The winds came in an 18-mile-wide swath that started about 50 miles

west of Hillsboro and moved northwest. Disaster declarations have

been issued in Barnes, Benson, Traill and Grand Forks counties, as

well as the cities of Hillsboro, Grand Forks and Gilby, Narum said.

Hillsboro's biggest casualty from the storms were 2,400 trees that

were destroyed by the storm, according to the North Dakota Division

of Emergency Management. Power in Hillsboro was knocked out after 23

miles of power lines were taken down by trees and wind.

Crews from both the Salvation Army and the American Red Cross

responded to Hillsboro early Wednesday morning to provide food for

those without power and to emergency officials. Steven Jacobson, a

spokesperson for the Red Cross in Grand Forks, said the Red Cross is

only aware of a handful of Hillsboro residents whose homes were made

unlivable by the storm.

As volunteers from the Salvation Army in Grand Forks were leaving

Hillsboro Wednesday evening and driving the 40 miles home they were

caught in the next round of storms, this time centered over Grand

Forks. "It was unbelievable, we were looking for a tornado, " said

Major Keith Bailey, of the Grand Forks Salvation Army. "The whole

storm just blew up over Grand Forks. You're just watching large tree

branches fly by your window."

The storm Wednesday night in Grand Forks caused power outages to

about 11,000 residents and many were still without power Friday

night. Wind speeds of 114 mph were recorded at the Grand Forks Air

Force Base, according to the state Division of Emergency Management.

Almost two-inches of rain fell in the downtown area within 20 minutes.

Ten homes, one apartment building and one business were damaged to

the point that they are unlivable. The Salvation Army and Red Cross

had served 1,700 meals by Friday night, Bailey said. They expect to

continue through next week as many residents lost all of their

refrigerated food when the power went out.
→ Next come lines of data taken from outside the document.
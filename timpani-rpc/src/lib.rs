//! Framed TCP RPC transport for the Timpani node/orchestrator bus (spec
//! §4.2).
//!
//! Exposes the four methods of the object path `/com/lge/Timpani`
//! (`Register`, `SchedInfo`, `Sync`, `DMiss`) over a plain length-delimited
//! TCP stream — the object path and interface name are kept in
//! `timpani-config` purely for wire-schema compatibility with the original
//! D-Bus-based service description, not because this transport speaks D-Bus.

mod client;
mod error;
mod framing;
mod message;
mod method;
mod server;
mod socket;

pub use client::{RpcClient, CONNECT_RETRY_INTERVAL, MAX_CONNECT_RETRIES};
pub use error::{RpcError, RpcResult};
pub use message::{Request, Response};
pub use method::Method;
pub use server::{listen_and_serve, serve, RpcHandler};
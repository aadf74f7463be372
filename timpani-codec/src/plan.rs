//! Wire encoding of a `SchedInfo` reply: a node's slice of a workload's
//! scheduled tasks (spec §6).
//!
//! Tasks are appended to the buffer in insertion order, so the buffer's tail
//! holds the *last* task first. Decoding therefore walks the task list
//! backward and reverses the result to restore the original order — the
//! same "i = N-1 .. 0 on the wire" shape the original server produces.

use timpani_types::{SchedPolicy, TaskRecord};

use crate::buffer::{Decoder, Encoder};
use crate::error::CodecResult;

/// Encodes one [`TaskRecord`]'s ten fields, in the order listed in spec §6.
fn encode_task(enc: &mut Encoder, task: &TaskRecord) {
    enc.put_str(&task.name);
    enc.put_i32(task.priority as i32);
    enc.put_i32(task.policy.to_wire());
    enc.put_i32(task.period_us as i32);
    enc.put_i32(task.release_offset_us as i32);
    enc.put_i32(task.runtime_us as i32);
    enc.put_i32(task.deadline_us as i32);
    enc.put_i64(task.cpu_affinity as i64);
    enc.put_i32(task.max_allowed_deadline_misses as i32);
    enc.put_str(&task.assigned_node_id);
}

/// Reads back one task record written by [`encode_task`], field by field in
/// reverse.
fn decode_task(dec: &mut Decoder) -> CodecResult<TaskRecord> {
    let assigned_node_id = dec.get_str()?;
    let max_allowed_deadline_misses = dec.get_i32()? as u32;
    let cpu_affinity = dec.get_i64()? as u64;
    let deadline_us = dec.get_i32()? as u32;
    let runtime_us = dec.get_i32()? as u32;
    let release_offset_us = dec.get_i32()? as u32;
    let period_us = dec.get_i32()? as u32;
    let policy_wire = dec.get_i32()?;
    let policy = SchedPolicy::from_wire(policy_wire)
        .map_err(|_| crate::error::CodecError::UnknownDiscriminant(policy_wire))?;
    let priority = dec.get_i32()? as u32;
    let name = dec.get_str()?;

    Ok(TaskRecord {
        name,
        priority,
        policy,
        period_us,
        release_offset_us,
        runtime_us,
        deadline_us,
        cpu_affinity,
        max_allowed_deadline_misses,
        assigned_node_id,
    })
}

/// Encodes a `SchedInfo` reply: `tasks` in insertion order, then the task
/// count, the owning workload id, and the hyperperiod, each appended after
/// the last (spec §6). This is the buffer a node's `Register`/`SchedInfo`
/// RPC reply carries.
pub fn encode_sched_info(workload_id: &str, hyperperiod_us: u64, tasks: &[TaskRecord]) -> Vec<u8> {
    let mut enc = Encoder::new();
    for task in tasks {
        encode_task(&mut enc, task);
    }
    enc.put_i32(tasks.len() as i32);
    enc.put_str(workload_id);
    enc.put_i64(hyperperiod_us as i64);
    enc.into_bytes()
}

/// Decoded form of an [`encode_sched_info`] buffer.
#[derive(Debug, Clone, PartialEq)]
pub struct DecodedSchedInfo {
    pub workload_id: String,
    pub hyperperiod_us: u64,
    pub tasks: Vec<TaskRecord>,
}

/// Decodes a buffer produced by [`encode_sched_info`], restoring the
/// original task insertion order.
pub fn decode_sched_info(bytes: &[u8]) -> CodecResult<DecodedSchedInfo> {
    let mut dec = Decoder::new(bytes);
    let hyperperiod_us = dec.get_i64()? as u64;
    let workload_id = dec.get_str()?;
    let task_count = dec.get_i32()? as usize;

    let mut tasks = Vec::with_capacity(task_count);
    for _ in 0..task_count {
        tasks.push(decode_task(&mut dec)?);
    }
    tasks.reverse();

    Ok(DecodedSchedInfo { workload_id, hyperperiod_us, tasks })
}
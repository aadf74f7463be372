//! Configuration loading for the Timpani orchestrator and node binaries
//! (spec §6 [ADDED]).
//!
//! CLI parsing is `clap`-derived; environment variables (`TIMPANI_NODE_*`,
//! `TIMPANI_ORCH_*`) are applied on top of flags, matching the "env wins
//! over file/default" layering of `knhk-config::env::apply_env_overrides`.
//! The node inventory file is `serde_yaml`.

mod clock;
mod env;
mod error;
mod inventory_file;
mod node_config;
mod orch_config;

pub use clock::ClockId;
pub use error::{ConfigError, ConfigResult};
pub use inventory_file::{load_node_inventory, load_node_inventory_path, NodeInventoryEntry, DEFAULT_NODE_ID};
pub use node_config::NodeConfig;
pub use orch_config::OrchConfig;
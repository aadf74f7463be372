use crate::error::RpcError;

/// The four methods exposed on the orchestrator's object path
/// (`/com/lge/Timpani`, interface `com.lge.Timpani.Orchestrator`, spec §4.2).
///
/// The path/interface strings are carried as configuration only (see
/// `timpani-config`); the transport itself is a plain framed TCP stream, not
/// D-Bus.
#[derive(Debug, Clone, Copy, PartialEq, Eq)]
#[repr(u8)]
pub enum Method {
    Register = 0,
    SchedInfo = 1,
    Sync = 2,
    DMiss = 3,
}

impl Method {
    pub fn to_wire(self) -> u8 {
        self as u8
    }

    pub fn from_wire(value: u8) -> Result<Self, RpcError> {
        match value {
            0 => Ok(Method::Register),
            1 => Ok(Method::SchedInfo),
            2 => Ok(Method::Sync),
            3 => Ok(Method::DMiss),
            other => Err(RpcError::UnknownMethod(other)),
        }
    }
}
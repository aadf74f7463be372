use thiserror::Error;

/// Result alias used throughout `timpani-codec`.
pub type CodecResult<T> = Result<T, CodecError>;

/// Errors raised while encoding or decoding a wire buffer.
///
/// Corresponds to the `Protocol` error kind of the system-wide taxonomy
/// (spec §7): every variant here means the peer sent (or we were asked to
/// decode) bytes that do not describe a valid value, never an I/O failure.
#[derive(Debug, Error, Clone, PartialEq, Eq)]
pub enum CodecError {
    /// The decoder ran off the front of the buffer before finishing a field.
    /// Mirrors `libtrpc`'s `TRUNCATED` return code.
    #[error("truncated buffer: needed {needed} more byte(s), {remaining} available")]
    Truncated { needed: usize, remaining: usize },

    /// A decoded blob was not valid UTF-8 where a string was expected.
    #[error("blob is not valid UTF-8")]
    InvalidUtf8,

    /// A decoded enum discriminant (e.g. `SchedPolicy`) had no known variant.
    #[error("unrecognized wire discriminant: {0}")]
    UnknownDiscriminant(i32),
}
use timpani_config::NodeInventoryEntry;
use timpani_sched::{schedule, Algorithm, NodeInventory};
use timpani_types::{Plan, TaskSpec, Workload};

use crate::error::OrchResult;

/// Converts the orchestrator's on-disk node inventory (spec §6, ingested by
/// `timpani-config`) into the shape `timpani-sched` schedules against.
pub fn to_sched_inventory(entries: &[NodeInventoryEntry]) -> Vec<NodeInventory> {
    entries
        .iter()
        .map(|e| NodeInventory::new(e.node_id.clone(), e.cpu_ids.clone(), e.memory_mb))
        .collect()
}

/// Schedules `tasks` against `inventory` with `algorithm` and packages the
/// result as a single-workload [`Plan`].
///
/// Where the tasks themselves come from is the submitting collaborator's
/// concern, not this crate's (spec §1 lists task-definition ingress as
/// out of scope, contract-only) — callers hand this function an already
/// parsed `Vec<TaskSpec>`, whether that came from a test, an embedding
/// binary's own CLI subcommand, or a future gRPC front end.
pub fn build_plan(
    workload_id: &str,
    tasks: &[TaskSpec],
    inventory: &[NodeInventory],
    algorithm: Algorithm,
) -> OrchResult<Plan> {
    let outcome = schedule(tasks, inventory, algorithm)?;
    for name in &outcome.unscheduled {
        tracing::warn!(workload_id, task = %name, "task could not be scheduled; dropped from plan");
    }

    let hyperperiod_us = timpani_sched::compute_hyperperiod(&outcome.distinct_periods_us());
    let workload = Workload::new(workload_id, outcome.scheduled, hyperperiod_us);

    let mut plan = Plan::new();
    plan.insert_workload(workload);
    Ok(plan)
}

#[cfg(test)]
mod tests {
    use super::*;
    use timpani_types::{CpuPreference, SchedPolicy};

    fn task(name: &str, node: &str) -> TaskSpec {
        TaskSpec {
            name: name.to_string(),
            target_node: node.to_string(),
            period_us: 100_000,
            runtime_us: 10_000,
            deadline_us: 100_000,
            release_offset_us: 0,
            priority: 50,
            policy: SchedPolicy::Fifo,
            cpu_preference: CpuPreference::Any,
            max_allowed_deadline_misses: 0,
            memory_mb: 0,
        }
    }

    #[test]
    fn to_sched_inventory_carries_cpu_ids_and_memory() {
        let entries = vec![NodeInventoryEntry { node_id: "n1".to_string(), cpu_ids: vec![0, 1], memory_mb: 2048 }];
        let inventory = to_sched_inventory(&entries);
        assert_eq!(inventory[0].node_id, "n1");
        assert_eq!(inventory[0].cpu_ids, vec![0, 1]);
        assert_eq!(inventory[0].memory_mb, 2048);
    }

    #[test]
    fn build_plan_packages_a_single_workload() {
        let inventory = vec![NodeInventory::new("n1", vec![0, 1, 2, 3], 0)];
        let plan = build_plan("w1", &[task("a", "n1"), task("b", "n1")], &inventory, Algorithm::TargetNodePriority).unwrap();

        let workload = plan.workload("w1").unwrap();
        assert_eq!(workload.task_count(), 2);
        assert_eq!(workload.hyperperiod_us, 100_000);
    }

    #[test]
    fn build_plan_drops_unschedulable_tasks_with_a_warning() {
        let inventory = vec![NodeInventory::new("n1", vec![0], 0)];
        let mut overloaded = task("a", "n1");
        overloaded.runtime_us = 95_000;
        let mut second = task("b", "n1");
        second.runtime_us = 95_000;

        let plan = build_plan("w1", &[overloaded, second], &inventory, Algorithm::TargetNodePriority).unwrap();
        let workload = plan.workload("w1").unwrap();
        assert_eq!(workload.task_count(), 1);
    }
}
//! Timpani plan dispatcher: the orchestrator-side half of the node/orchestrator
//! bus (spec §3, §4.4).
//!
//! Serves `SchedInfo`, the cross-node `Sync` barrier, and `Register`/`DMiss`
//! over `timpani-rpc`, fanning faults out to a [`fault_sink::FaultSink`].

mod dispatcher;
mod error;
mod fault_sink;
mod handler;
mod ingest;

pub use dispatcher::Dispatcher;
pub use error::{OrchError, OrchResult};
pub use fault_sink::{notify_fault_best_effort, FaultKind, FaultSink, RpcFaultSink};
pub use handler::OrchestratorHandler;
pub use ingest::{build_plan, to_sched_inventory};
Volunteers from both organizations were wiped out by Friday night

after working straight since the wee hours of Wednesday. "I am just a

bit tired," Jacobson said.

Bailey is still stunned at how quickly the storm hit Grand Forks

when it sped up from 25 mph to 60 mph. "You never want to see anything

like we did, it's the worst one I've seen in my life," he said. "All

the old timers I know can't remember a thunderstorm that came through

like this."

-- Henry Brier also contributed to this story.